Report all lines below with the word "Jane".

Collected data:
---------------

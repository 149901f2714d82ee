//! Integration tests for the resume analyzer

use resume_analyzer::config::{Config, OutputFormat};
use resume_analyzer::error::{Result, ResumeAnalyzerError};
use resume_analyzer::input::InputManager;
use resume_analyzer::output::formatter::ReportGenerator;
use resume_analyzer::output::pdf::{PdfReportGenerator, REPORT_FILE_NAME, REPORT_MIME_TYPE};
use resume_analyzer::processing::analyzer::AnalysisEngine;
use resume_analyzer::processing::embeddings::Embedder;
use resume_analyzer::processing::skills::SkillVocabulary;
use std::io::{Cursor, Write};
use std::path::Path;
use tempfile::TempDir;
use zip::write::FileOptions;

/// Identical skills are similar, everything else is orthogonal
struct OneHotEmbedder {
    vocabulary: SkillVocabulary,
}

impl OneHotEmbedder {
    fn new() -> Self {
        Self { vocabulary: SkillVocabulary::default() }
    }
}

impl Embedder for OneHotEmbedder {
    fn embed(&self, text: &str) -> Result<Vec<f32>> {
        let mut vector = vec![0.0; self.vocabulary.len()];
        if let Some(index) = self.vocabulary.terms().iter().position(|t| t == text) {
            vector[index] = 1.0;
        }
        Ok(vector)
    }

    fn model_name(&self) -> &str {
        "one-hot"
    }
}

fn engine() -> AnalysisEngine {
    AnalysisEngine::new(&Config::default(), Box::new(OneHotEmbedder::new())).unwrap()
}

#[tokio::test]
async fn test_text_extraction_from_txt() {
    let mut manager = InputManager::new();
    let path = Path::new("tests/fixtures/sample_resume.txt");

    let result = manager.extract_text(path).await;
    assert!(result.is_ok());

    let text = result.unwrap();
    assert!(text.contains("John Doe"));
    assert!(text.contains("Software Engineer"));
    assert!(text.contains("React"));
    assert!(text.contains("Node.js"));
}

#[tokio::test]
async fn test_text_extraction_from_docx() {
    let dir = TempDir::new().unwrap();
    let path = dir.path().join("resume.docx");

    let mut buffer = Cursor::new(Vec::new());
    {
        let mut writer = zip::ZipWriter::new(&mut buffer);
        writer.start_file("word/document.xml", FileOptions::default()).unwrap();
        writer
            .write_all(
                br#"<?xml version="1.0"?><w:document><w:body>
                <w:p><w:r><w:t>Jane Roe</w:t></w:r></w:p>
                <w:p><w:r><w:t xml:space="preserve">Python &amp; SQL</w:t></w:r></w:p>
                </w:body></w:document>"#,
            )
            .unwrap();
        writer.finish().unwrap();
    }
    std::fs::write(&path, buffer.into_inner()).unwrap();

    let mut manager = InputManager::new();
    let text = manager.extract_text(&path).await.unwrap();
    assert!(text.starts_with("Jane Roe"));
    assert!(text.contains("Python & SQL"));
}

#[tokio::test]
async fn test_caching_functionality() {
    let mut manager = InputManager::new();
    let path = Path::new("tests/fixtures/sample_resume.txt");

    let text1 = manager.extract_text(path).await.unwrap();
    assert_eq!(manager.cache_size(), 1);

    let text2 = manager.extract_text(path).await.unwrap();
    assert_eq!(text1, text2);
    assert_eq!(manager.cache_size(), 1);

    manager.clear_cache();
    assert_eq!(manager.cache_size(), 0);
}

#[tokio::test]
async fn test_unsupported_file_type() {
    let mut manager = InputManager::new();
    let path = Path::new("tests/fixtures/unsupported.rtf");

    let err = manager.extract_text(path).await.unwrap_err();
    assert!(matches!(err, ResumeAnalyzerError::UnsupportedFormat(_)));
}

#[tokio::test]
async fn test_nonexistent_file() {
    let mut manager = InputManager::new();
    let path = Path::new("tests/fixtures/nonexistent.txt");

    let result = manager.extract_text(path).await;
    assert!(result.is_err());
}

#[tokio::test]
async fn test_empty_resume_is_warning() {
    let dir = TempDir::new().unwrap();
    let path = dir.path().join("empty.txt");
    std::fs::write(&path, "  \n\n ").unwrap();

    let mut manager = InputManager::new();
    let text = manager.extract_text(&path).await.unwrap();
    assert!(text.is_empty());

    let job = std::fs::read_to_string("tests/fixtures/sample_job.txt").unwrap();
    let err = engine().analyze(&text, &job, "empty.txt").unwrap_err();
    assert!(matches!(err, ResumeAnalyzerError::EmptyText(_)));
    assert!(err.is_warning());
}

#[tokio::test]
async fn test_full_analysis_pipeline() {
    let mut manager = InputManager::new();
    let resume_text = manager
        .extract_text(Path::new("tests/fixtures/sample_resume.txt"))
        .await
        .unwrap();
    let job_text = manager
        .extract_text(Path::new("tests/fixtures/sample_job.txt"))
        .await
        .unwrap();

    let report = engine().analyze(&resume_text, &job_text, "sample_resume.txt").unwrap();

    assert_eq!(
        report.resume_skills.as_slice(),
        &["python", "sql", "react", "node", "django", "communication", "teamwork", "data analysis"]
    );
    assert_eq!(
        report.job_skills.as_slice(),
        &[
            "python", "sql", "machine learning", "deep learning", "communication",
            "problem solving", "tensorflow", "pytorch",
        ]
    );
    assert_eq!(report.matched, vec!["python", "sql", "communication"]);
    assert_eq!(
        report.missing,
        vec!["machine learning", "deep learning", "problem solving", "tensorflow", "pytorch"]
    );
    assert_eq!(report.match_percentage, 37.5);
    assert!(report.resume_preview.starts_with("John Doe"));

    let json = ReportGenerator::with_options(false, true)
        .generate_report(&report, OutputFormat::Json)
        .unwrap();
    assert!(json.contains("\"match_percentage\": 37.5"));
}

#[tokio::test]
async fn test_pdf_report_artifact() {
    let report = engine()
        .analyze("Python and SQL developer", "Python, Java", "resume.txt")
        .unwrap();
    assert_eq!(report.match_percentage, 50.0);

    let dir = TempDir::new().unwrap();
    let path = dir.path().join(REPORT_FILE_NAME);
    let artifact = PdfReportGenerator::new().write_to(&report, &path).unwrap();

    assert_eq!(artifact.file_name, "resume_analysis_report.pdf");
    assert_eq!(artifact.mime_type, REPORT_MIME_TYPE);
    let bytes = std::fs::read(&path).unwrap();
    assert!(bytes.starts_with(b"%PDF"));
    assert_eq!(artifact.size_bytes, bytes.len() as u64);
}
//! Skill vocabulary and keyword-based skill extraction

use crate::error::{Result, ResumeAnalyzerError};
use aho_corasick::AhoCorasick;
use serde::{Deserialize, Serialize};
use std::collections::HashSet;

/// Built-in skill terms, lowercase, in reporting order
pub const DEFAULT_SKILLS: &[&str] = &[
    "python", "java", "c++", "javascript", "sql", "html", "css",
    "react", "node", "django", "flask", "machine learning",
    "deep learning", "nlp", "communication", "leadership",
    "teamwork", "problem solving", "data analysis", "project management",
    "tensorflow", "pytorch", "keras",
];

/// Fixed, ordered list of lowercase skill terms
#[derive(Debug, Clone, PartialEq, Eq)]
pub struct SkillVocabulary {
    terms: Vec<String>,
}

impl SkillVocabulary {
    pub fn new<I, S>(terms: I) -> Self
    where
        I: IntoIterator<Item = S>,
        S: AsRef<str>,
    {
        let mut seen = HashSet::new();
        let terms = terms
            .into_iter()
            .map(|t| t.as_ref().trim().to_lowercase())
            .filter(|t| !t.is_empty() && seen.insert(t.clone()))
            .collect();
        Self { terms }
    }

    /// Built-in terms followed by any extra ones
    pub fn with_custom_skills(additional_skills: &[String]) -> Self {
        Self::new(DEFAULT_SKILLS.iter().copied().chain(additional_skills.iter().map(String::as_str)))
    }

    pub fn terms(&self) -> &[String] {
        &self.terms
    }

    pub fn len(&self) -> usize {
        self.terms.len()
    }

    pub fn is_empty(&self) -> bool {
        self.terms.is_empty()
    }

    pub fn contains(&self, term: &str) -> bool {
        self.terms.iter().any(|t| t == term)
    }
}

impl Default for SkillVocabulary {
    fn default() -> Self {
        Self::new(DEFAULT_SKILLS.iter().copied())
    }
}

/// Skills found in one text. Each term appears once, in vocabulary order.
#[derive(Debug, Clone, Default, PartialEq, Eq, Serialize, Deserialize)]
#[serde(transparent)]
pub struct SkillSet {
    skills: Vec<String>,
}

impl SkillSet {
    pub fn iter(&self) -> impl Iterator<Item = &String> {
        self.skills.iter()
    }

    pub fn as_slice(&self) -> &[String] {
        &self.skills
    }

    pub fn len(&self) -> usize {
        self.skills.len()
    }

    pub fn is_empty(&self) -> bool {
        self.skills.is_empty()
    }

    pub fn contains(&self, skill: &str) -> bool {
        self.skills.iter().any(|s| s == skill)
    }
}

impl<'a> IntoIterator for &'a SkillSet {
    type Item = &'a String;
    type IntoIter = std::slice::Iter<'a, String>;

    fn into_iter(self) -> Self::IntoIter {
        self.skills.iter()
    }
}

/// Finds vocabulary terms occurring as substrings of a text.
///
/// Matching is literal containment on the lowercased text, not word-boundary
/// aware: "javascript" also yields "java".
pub struct SkillExtractor {
    vocabulary: SkillVocabulary,
    matcher: Option<AhoCorasick>,
}

impl SkillExtractor {
    pub fn new(vocabulary: SkillVocabulary) -> Result<Self> {
        let matcher = if vocabulary.is_empty() {
            None
        } else {
            Some(AhoCorasick::new(vocabulary.terms()).map_err(|e| {
                ResumeAnalyzerError::Processing(format!("Failed to build skill matcher: {}", e))
            })?)
        };

        Ok(Self { vocabulary, matcher })
    }

    pub fn with_default_vocabulary() -> Result<Self> {
        Self::new(SkillVocabulary::default())
    }

    pub fn vocabulary(&self) -> &SkillVocabulary {
        &self.vocabulary
    }

    pub fn extract(&self, text: &str) -> SkillSet {
        let Some(matcher) = &self.matcher else {
            return SkillSet::default();
        };

        let normalized = text.to_lowercase();
        let mut found = vec![false; self.vocabulary.len()];

        // Overlapping search reports every term, including ones nested in longer terms
        for mat in matcher.find_overlapping_iter(&normalized) {
            found[mat.pattern().as_usize()] = true;
        }

        let skills = self
            .vocabulary
            .terms()
            .iter()
            .zip(found)
            .filter_map(|(term, hit)| hit.then(|| term.clone()))
            .collect();

        SkillSet { skills }
    }
}

#[cfg(test)]
mod tests {
    use super::*;

    fn extractor() -> SkillExtractor {
        SkillExtractor::with_default_vocabulary().unwrap()
    }

    #[test]
    fn test_default_vocabulary() {
        let vocab = SkillVocabulary::default();
        assert_eq!(vocab.len(), 23);
        assert_eq!(vocab.terms()[0], "python");
        assert_eq!(vocab.terms()[22], "keras");
        assert!(vocab.contains("machine learning"));
    }

    #[test]
    fn test_custom_skills_normalized_and_deduplicated() {
        let vocab = SkillVocabulary::with_custom_skills(&[
            "  Rust ".to_string(),
            "PYTHON".to_string(),
            "".to_string(),
            "rust".to_string(),
        ]);
        assert_eq!(vocab.len(), 24);
        assert_eq!(vocab.terms().last().map(String::as_str), Some("rust"));
    }

    #[test]
    fn test_extract_case_insensitive() {
        let skills = extractor().extract("Built REST APIs in Python with Flask and PostgreSQL/SQL.");
        assert_eq!(skills.as_slice(), &["python", "sql", "flask"]);
    }

    #[test]
    fn test_extract_multi_word_terms() {
        let skills = extractor().extract("Strong Problem Solving and Machine Learning background");
        assert!(skills.contains("problem solving"));
        assert!(skills.contains("machine learning"));
        assert_eq!(skills.len(), 2);
    }

    #[test]
    fn test_substring_matching_is_literal() {
        let skills = extractor().extract("JavaScript developer");
        assert!(skills.contains("javascript"));
        assert!(skills.contains("java"));
    }

    #[test]
    fn test_duplicates_collapse() {
        let skills = extractor().extract("python python PYTHON");
        assert_eq!(skills.as_slice(), &["python"]);
    }

    #[test]
    fn test_no_vocabulary_terms() {
        let skills = extractor().extract("Experienced barista and florist.");
        assert!(skills.is_empty());

        assert!(extractor().extract("").is_empty());
    }

    #[test]
    fn test_result_is_subset_of_vocabulary() {
        let ex = extractor();
        let texts = [
            "c++ and c# and nodejs, react-native, keras/pytorch",
            "Leadership, teamwork, communication. Data analysis in SQL.",
            "nothing relevant here at all",
        ];
        for text in texts {
            for skill in &ex.extract(text) {
                assert!(ex.vocabulary().contains(skill), "{} not in vocabulary", skill);
            }
        }
    }

    #[test]
    fn test_empty_vocabulary() {
        let ex = SkillExtractor::new(SkillVocabulary::new(Vec::<String>::new())).unwrap();
        assert!(ex.extract("python java").is_empty());
    }
}
//! Embedding model management for downloading and managing HuggingFace models

use crate::config::EmbeddingBackend;
use crate::error::{Result, ResumeAnalyzerError};
use hf_hub::api::tokio::Api;
use log::{info, warn};
use serde::{Deserialize, Serialize};
use std::collections::{BTreeMap, BTreeSet};
use std::fmt;
use std::path::{Path, PathBuf};
use tokio::fs;

/// Information about an available embedding model
#[derive(Debug, Clone, Serialize, Deserialize)]
pub struct EmbeddingModelInfo {
    pub id: String,
    pub name: String,
    pub repo_id: String,
    pub size_mb: u64,
    pub description: String,
    pub backend: EmbeddingBackend,
    pub dimensions: u32,
}

/// Where an embedding model will be loaded from
#[derive(Debug, Clone, PartialEq, Eq)]
pub enum ModelSource {
    Local(PathBuf),
    Hub(String),
}

impl ModelSource {
    /// Path handed to loaders that accept either a directory or a repo id
    pub fn as_load_target(&self) -> PathBuf {
        match self {
            ModelSource::Local(path) => path.clone(),
            ModelSource::Hub(repo_id) => PathBuf::from(repo_id),
        }
    }
}

impl fmt::Display for ModelSource {
    fn fmt(&self, f: &mut fmt::Formatter<'_>) -> fmt::Result {
        match self {
            ModelSource::Local(path) => write!(f, "{}", path.display()),
            ModelSource::Hub(repo_id) => write!(f, "huggingface.co/{}", repo_id),
        }
    }
}

/// Built-in embedding models
pub fn catalog() -> Vec<EmbeddingModelInfo> {
    vec![
        EmbeddingModelInfo {
            id: "potion-base-8M".to_string(),
            name: "Potion Base 8M".to_string(),
            repo_id: "minishlab/potion-base-8M".to_string(),
            size_mb: 33,
            description: "Fast Model2Vec static embeddings (default)".to_string(),
            backend: EmbeddingBackend::Model2Vec,
            dimensions: 256,
        },
        EmbeddingModelInfo {
            id: "m2v-base".to_string(),
            name: "Model2Vec Base".to_string(),
            repo_id: "minishlab/M2V_base_output".to_string(),
            size_mb: 90,
            description: "Legacy Model2Vec base embeddings model".to_string(),
            backend: EmbeddingBackend::Model2Vec,
            dimensions: 256,
        },
        EmbeddingModelInfo {
            id: "all-MiniLM-L6-v2".to_string(),
            name: "all-MiniLM-L6-v2".to_string(),
            repo_id: "sentence-transformers/all-MiniLM-L6-v2".to_string(),
            size_mb: 91,
            description: "Sentence-transformers BERT model run with candle".to_string(),
            backend: EmbeddingBackend::Bert,
            dimensions: 384,
        },
    ]
}

/// Catalog entry matching an id, repo id or display name (case-insensitive)
pub fn find_known_model(input: &str) -> Option<EmbeddingModelInfo> {
    let input_lower = input.to_lowercase();
    catalog().into_iter().find(|m| {
        m.id == input || m.repo_id == input || m.name.to_lowercase() == input_lower || m.id.to_lowercase() == input_lower
    })
}

pub fn known_backend(input: &str) -> Option<EmbeddingBackend> {
    find_known_model(input).map(|m| m.backend)
}

/// Resolve a model spec to a local directory when one exists, else a hub repo id.
///
/// Checked in order: the spec as a path, `models_dir/<spec>`, and for catalog
/// models `models_dir/<id>`.
pub fn locate_model(models_dir: &Path, spec: &str) -> ModelSource {
    let as_path = Path::new(spec);
    if as_path.is_dir() {
        return ModelSource::Local(as_path.to_path_buf());
    }

    let in_models_dir = models_dir.join(spec);
    if in_models_dir.is_dir() {
        return ModelSource::Local(in_models_dir);
    }

    match find_known_model(spec) {
        Some(info) => {
            let local = models_dir.join(&info.id);
            if local.is_dir() {
                ModelSource::Local(local)
            } else {
                ModelSource::Hub(info.repo_id)
            }
        }
        None => ModelSource::Hub(spec.to_string()),
    }
}

/// Manager for embedding models - handles download, removal and lookup
pub struct EmbeddingModelManager {
    models_dir: PathBuf,
    available_models: BTreeMap<String, EmbeddingModelInfo>,
    downloaded_models: BTreeSet<String>,
    api: Api,
}

impl EmbeddingModelManager {
    /// Create a new embedding model manager
    pub async fn new(models_dir: PathBuf) -> Result<Self> {
        if !models_dir.exists() {
            fs::create_dir_all(&models_dir).await.map_err(|e| {
                ResumeAnalyzerError::ModelError(format!(
                    "Failed to create models directory: {}", e
                ))
            })?;
        }

        let api = Api::new().map_err(|e| {
            ResumeAnalyzerError::ModelError(format!("Failed to initialize HF API: {}", e))
        })?;

        let available_models = catalog().into_iter().map(|m| (m.id.clone(), m)).collect();

        let mut manager = Self {
            models_dir,
            available_models,
            downloaded_models: BTreeSet::new(),
            api,
        };

        manager.scan_downloaded_models().await?;

        Ok(manager)
    }

    /// Scan for already downloaded models
    async fn scan_downloaded_models(&mut self) -> Result<()> {
        let mut entries = fs::read_dir(&self.models_dir).await.map_err(|e| {
            ResumeAnalyzerError::ModelError(format!(
                "Failed to scan models directory: {}", e
            ))
        })?;

        while let Some(entry) = entries.next_entry().await? {
            if entry.file_type().await?.is_dir() && Self::is_valid_model_directory(&entry.path()).await {
                self.downloaded_models.insert(entry.file_name().to_string_lossy().to_string());
            }
        }

        Ok(())
    }

    /// Both backends need a tokenizer, a config and safetensors weights
    async fn is_valid_model_directory(path: &Path) -> bool {
        for file in Self::required_files() {
            if fs::metadata(path.join(file)).await.is_err() {
                return false;
            }
        }
        true
    }

    fn required_files() -> [&'static str; 3] {
        ["config.json", "tokenizer.json", "model.safetensors"]
    }

    /// Download an embedding model from HuggingFace Hub
    pub async fn download_model(&mut self, model: &str, force: bool) -> Result<PathBuf> {
        let model_id = self.resolve_model_id(model)
            .ok_or_else(|| ResumeAnalyzerError::ModelError(format!("Unknown embedding model: {}", model)))?;
        let model_info = self.available_models[&model_id].clone();

        let model_dir = self.models_dir.join(&model_id);

        if self.downloaded_models.contains(&model_id) {
            if !force {
                return Ok(model_dir);
            }
            self.remove_model(&model_id).await?;
        }

        info!("Downloading embedding model {} from {}", model_info.name, model_info.repo_id);
        println!("📥 Downloading embedding model: {} ({} MB)", model_info.name, model_info.size_mb);
        println!("📍 Repository: {}", model_info.repo_id);

        fs::create_dir_all(&model_dir).await.map_err(|e| {
            ResumeAnalyzerError::ModelError(format!(
                "Failed to create model directory: {}", e
            ))
        })?;

        let repo = self.api.model(model_info.repo_id.clone());

        for file in Self::required_files() {
            let cached = repo.get(file).await.map_err(|e| {
                ResumeAnalyzerError::ModelError(format!("Failed to download required file {}: {}", file, e))
            })?;
            fs::copy(&cached, model_dir.join(file)).await.map_err(|e| {
                ResumeAnalyzerError::ModelError(format!("Failed to copy {}: {}", file, e))
            })?;
            println!("  ✅ Downloaded: {}", file);
        }

        match repo.get("README.md").await {
            Ok(cached) => {
                fs::copy(&cached, model_dir.join("README.md")).await?;
            }
            Err(e) => warn!("Optional file README.md not found: {}", e),
        }

        self.downloaded_models.insert(model_id);

        println!("✅ Embedding model {} downloaded successfully!", model_info.name);
        Ok(model_dir)
    }

    /// Remove a downloaded model directory
    pub async fn remove_model(&mut self, model: &str) -> Result<PathBuf> {
        let model_id = self.resolve_model_id(model).unwrap_or_else(|| model.to_string());
        if !self.downloaded_models.contains(&model_id) {
            return Err(ResumeAnalyzerError::ModelError(format!(
                "Model '{}' is not downloaded", model
            )));
        }

        let model_dir = self.models_dir.join(&model_id);
        fs::remove_dir_all(&model_dir).await.map_err(|e| {
            ResumeAnalyzerError::ModelError(format!("Failed to remove model: {}", e))
        })?;
        self.downloaded_models.remove(&model_id);
        Ok(model_dir)
    }

    /// Get path to a downloaded model
    pub fn get_model_path(&self, model_id: &str) -> Option<PathBuf> {
        if self.downloaded_models.contains(model_id) {
            Some(self.models_dir.join(model_id))
        } else {
            None
        }
    }

    /// List all available models
    pub fn list_available_models(&self) -> Vec<&EmbeddingModelInfo> {
        self.available_models.values().collect()
    }

    /// List downloaded models
    pub fn list_downloaded_models(&self) -> Vec<String> {
        self.downloaded_models.iter().cloned().collect()
    }

    /// Get model info by ID
    pub fn get_model_info(&self, model_id: &str) -> Option<&EmbeddingModelInfo> {
        self.available_models.get(model_id)
    }

    /// Check if a model is downloaded
    pub fn is_model_downloaded(&self, model_id: &str) -> bool {
        self.downloaded_models.contains(model_id)
    }

    /// Resolve model ID from various formats (id, repo_id, name)
    pub fn resolve_model_id(&self, input: &str) -> Option<String> {
        if self.available_models.contains_key(input) {
            return Some(input.to_string());
        }
        find_known_model(input).map(|m| m.id)
    }
}
//! Report rendering: terminal formats and the PDF artifact

pub mod formatter;
pub mod pdf;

---------------

__Task result__.
                <w:p><w:r><w:t>Jane Roe</w:t></w:r></w:p>
    assert!(text.starts_with("Jane Roe"));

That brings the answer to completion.